Plastiglomerates in the Great Lakes
Geology and plastics are two areas of study that wouldn’t often be thought of as interconnected; the former focuses on natural objects, some that are billions of years old while the latter has only really existed for under a century. But increasingly, we can see how human-made, or anthropogenic, materials such as plastics are gradually forming a part of the current rock stratum. In the next age, this plastic deposition will be a distinguishing feature of the future rock record. Perhaps the quintessential method in unravelling geologic history is by analyzing cross-sections of rock to see what secrets are locked into the layers which form over distinct periods of time; millennia from now, geologists will almost certainly find significant plastic deposits embedded in the rock of the Anthropocene – the name often associated with our current geologic age.

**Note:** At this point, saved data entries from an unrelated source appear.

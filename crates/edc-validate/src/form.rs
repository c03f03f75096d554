//! The death report form.
//!
//! The form cleans each submitted field, then checks the cross-field rules
//! over whatever cleaned successfully. Field errors are keyed by field name;
//! rule violations are reported under [`NON_FIELD_ERRORS`].

use std::cell::OnceCell;
use std::collections::BTreeMap;

use edc_model::{
    DeathReport, DeathReportData, RegisteredSubject, SubjectIdentifier, VocabularyKind,
    VocabularyRegistry,
};
use tracing::{debug, info_span};

use crate::checks::{RuleInput, run_all};
use crate::clean::{
    Cleaner, INVALID_CHOICE, parse_date, parse_datetime, parse_integer, parse_item, parse_text,
    parse_yes_no,
};
use crate::errors::{FormErrors, NON_FIELD_ERRORS};
use crate::form_data::FormData;

/// Resolves the participant a submission refers to.
pub trait SubjectLookup {
    fn find_subject(&self, identifier: &SubjectIdentifier) -> Option<&RegisteredSubject>;
}

impl SubjectLookup for BTreeMap<SubjectIdentifier, RegisteredSubject> {
    fn find_subject(&self, identifier: &SubjectIdentifier) -> Option<&RegisteredSubject> {
        self.get(identifier)
    }
}

impl SubjectLookup for Vec<RegisteredSubject> {
    fn find_subject(&self, identifier: &SubjectIdentifier) -> Option<&RegisteredSubject> {
        self.iter()
            .find(|subject| &subject.subject_identifier == identifier)
    }
}

impl SubjectLookup for RegisteredSubject {
    fn find_subject(&self, identifier: &SubjectIdentifier) -> Option<&RegisteredSubject> {
        (&self.subject_identifier == identifier).then_some(self)
    }
}

#[derive(Debug)]
struct Outcome {
    errors: FormErrors,
    cleaned: Option<DeathReportData>,
}

/// A bound death report form.
///
/// Validation runs once, on first access to the result.
pub struct DeathReportForm<'a> {
    data: FormData,
    vocabularies: &'a VocabularyRegistry,
    subjects: &'a dyn SubjectLookup,
    outcome: OnceCell<Outcome>,
}

impl<'a> DeathReportForm<'a> {
    pub fn new(
        data: FormData,
        vocabularies: &'a VocabularyRegistry,
        subjects: &'a dyn SubjectLookup,
    ) -> Self {
        Self {
            data,
            vocabularies,
            subjects,
            outcome: OnceCell::new(),
        }
    }

    /// Submitted values.
    pub fn data(&self) -> &FormData {
        &self.data
    }

    pub fn is_valid(&self) -> bool {
        self.errors().is_empty()
    }

    /// All errors, field and non-field.
    pub fn errors(&self) -> &FormErrors {
        &self.outcome().errors
    }

    /// Rule violations not tied to a single field.
    pub fn non_field_errors(&self) -> &[String] {
        self.errors().non_field_errors()
    }

    /// The typed values, when the form is valid.
    pub fn cleaned_data(&self) -> Option<&DeathReportData> {
        self.outcome().cleaned.as_ref()
    }

    /// Build a new record from a valid form.
    pub fn to_report(&self, user: &str) -> Result<DeathReport, FormErrors> {
        match self.cleaned_data() {
            Some(data) => Ok(DeathReport::new(data.clone(), user)),
            None => Err(self.errors().clone()),
        }
    }

    fn outcome(&self) -> &Outcome {
        self.outcome.get_or_init(|| self.full_clean())
    }

    fn full_clean(&self) -> Outcome {
        let span = info_span!("death_report_form");
        let _guard = span.enter();

        let mut errors = FormErrors::new();
        let vocab = self.vocabularies;
        let mut cleaner = Cleaner::new(&self.data, &mut errors);

        let subject = cleaner.required("registered_subject", |value| {
            let identifier = parse_text(value)
                .and_then(|text| SubjectIdentifier::new(text).map_err(|e| e.to_string()))
                .map_err(|_| INVALID_CHOICE.to_string())?;
            self.subjects
                .find_subject(&identifier)
                .ok_or_else(|| INVALID_CHOICE.to_string())
        });
        let report_datetime = cleaner.required("report_datetime", parse_datetime);
        let death_date = cleaner.required("death_date", parse_date);
        let illness_duration = cleaner.required("illness_duration", parse_integer);
        let perform_autopsy = cleaner.required("perform_autopsy", parse_yes_no);
        let cause = cleaner.required("cause", |value| {
            parse_item(vocab, VocabularyKind::Cause, value)
        });
        let cause_other = cleaner.optional("cause_other", parse_text);
        let cause_category = cleaner.required("cause_category", |value| {
            parse_item(vocab, VocabularyKind::CauseCategory, value)
        });
        let cause_category_other = cleaner.optional("cause_category_other", parse_text);
        let medical_responsibility = cleaner.required("medical_responsibility", |value| {
            parse_item(vocab, VocabularyKind::MedicalResponsibility, value)
        });
        let diagnosis_code = cleaner.required("diagnosis_code", |value| {
            parse_item(vocab, VocabularyKind::DiagnosisCode, value)
        });
        let participant_hospitalized =
            cleaner.required("participant_hospitalized", parse_yes_no);
        let reason_hospitalized = cleaner.optional("reason_hospitalized", |value| {
            parse_item(vocab, VocabularyKind::ReasonHospitalized, value)
        });
        let days_hospitalized = cleaner.optional("days_hospitalized", parse_integer);
        let comment = cleaner.optional("comment", parse_text);

        let input = RuleInput {
            subject,
            death_date,
            participant_hospitalized,
            reason_hospitalized: reason_hospitalized.map(|item| item.id),
            days_hospitalized,
            cause,
            cause_other: cause_other.as_deref(),
            cause_category,
            cause_category_other: cause_category_other.as_deref(),
        };
        for issue in run_all(&input) {
            errors.add(NON_FIELD_ERRORS, issue.message());
        }

        debug!(
            errors = errors.len(),
            non_field_errors = errors.non_field_errors().len(),
            "death report form cleaned"
        );

        if !errors.is_empty() {
            return Outcome {
                errors,
                cleaned: None,
            };
        }

        // Every required field cleaned, so each of these is present.
        let cleaned = match (
            subject,
            report_datetime,
            death_date,
            illness_duration,
            perform_autopsy,
            cause,
            cause_category,
            medical_responsibility,
            diagnosis_code,
            participant_hospitalized,
        ) {
            (
                Some(subject),
                Some(report_datetime),
                Some(death_date),
                Some(illness_duration),
                Some(perform_autopsy),
                Some(cause),
                Some(cause_category),
                Some(medical_responsibility),
                Some(diagnosis_code),
                Some(participant_hospitalized),
            ) => Some(DeathReportData {
                registered_subject: subject.subject_identifier.clone(),
                report_datetime,
                death_date,
                illness_duration,
                perform_autopsy,
                cause: cause.id,
                cause_other,
                cause_category: cause_category.id,
                cause_category_other,
                medical_responsibility: medical_responsibility.id,
                diagnosis_code: diagnosis_code.id,
                participant_hospitalized,
                reason_hospitalized: reason_hospitalized.map(|item| item.id),
                days_hospitalized,
                comment,
            }),
            _ => None,
        };
        Outcome { errors, cleaned }
    }
}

Making up almost any human-made object within arm’s reach, plastics – or more specifically plastic pollution – has become an environmental scourge. The effects of the pollution are evident at any scale, from large macroplastics to micro- and even nano-plastics; their widespread accumulation negatively impacts animal life in water bodies and on land. Large and small plastic debris are often inadvertently ingested by wildlife and microplastics can build up in the tissues of affected organisms. Plastic fragments are also a source of chemical exposure as many toxic compounds adhere to the surface of the plastic or leach out during plastic decomposition. Beyond environmental devastation, the chemicals associated with plastics are a major cause of concern to human health; plastic and chemical accumulation in the seafood we consume can have increasing toxic
The costs of plastic pollution on the environment and economy are staggering. In Canada, 10,000 tonnes of plastic end up in the Great Lakes every year and comprehensive estimates of global costs are in the trillions of dollars. Moreover, the problem is pervasive – bodies of water around the world, and the marine life we consume living within them, are becoming increasingly polluted by plastic fragments and associated chemical compounds. Plastic-associated chemicals exist in almost all humans in measurable quantities; notorious compounds, like BPA are known hormone disruptors in humans, with links to issues in fertility and thyroid function.
Patricia Corcoran and her research group in the Department of Earth Sciences at Western University are studying the abundance and distribution of plastic pollution in and around the Great Lakes. Centres of plastic pellet production, are among the sources of widespread release of plastic pollution in the surrounding waters; the pellets they produce are buoyant, meaning that they can easily end up hundreds, or even thousands of kilometers away on shorelines.
Corcoran’s group has found plastic pellets at nearly 70 locations surveyed around all five Great Lakes, with the highest concentration around major production centres near Sarnia. These pellets, which are shipped around the world to be melted and formed into other plastic goods, are only a few millimeters in size, meaning they are easily ingested by birds and fish. Any chemicals coating these pellets become introduced into the food chain, including the fisheries of the Great Lakes watershed.
The Corcoran group’s characterization and long-term monitoring of plastic deposition in the Great Lakes basin are unparalleled and provide significant steps forward in mitigating the effects of plastic pollution.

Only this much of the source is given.